- **Problem statement**:
The reply should contain all of the data below, word for word.

=======

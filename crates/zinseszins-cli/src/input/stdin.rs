use serde_json::Value;
use std::io::{self, Read};

/// JSON piped on stdin; `None` for an interactive terminal or empty input.
pub fn read_stdin() -> Result<Option<Value>, Box<dyn std::error::Error>> {
    if atty::is(atty::Stream::Stdin) {
        return Ok(None);
    }

    let mut buffer = String::new();
    io::stdin().read_to_string(&mut buffer)?;

    let trimmed = buffer.trim();
    if trimmed.is_empty() {
        return Ok(None);
    }
    Ok(Some(serde_json::from_str(trimmed)?))
}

=======

- **Answer for this exercise**:
filename crates/zinseszins-cli/src/input/stdin.rs
use serde_json::Value;
use std::io::{self, Read};

/// JSON piped on stdin; `None` for an interactive terminal or empty input.
pub fn read_stdin() -> Result<Option<Value>, Box<dyn std::error::Error>> {
    if atty::is(atty::Stream::Stdin) {
        return Ok(None);
    }

    let mut buffer = String::new();
    io::stdin().read_to_string(&mut buffer)?;

    let trimmed = buffer.trim();
    if trimmed.is_empty() {
        return Ok(None);
    }
    Ok(Some(serde_json::from_str(trimmed)?))
}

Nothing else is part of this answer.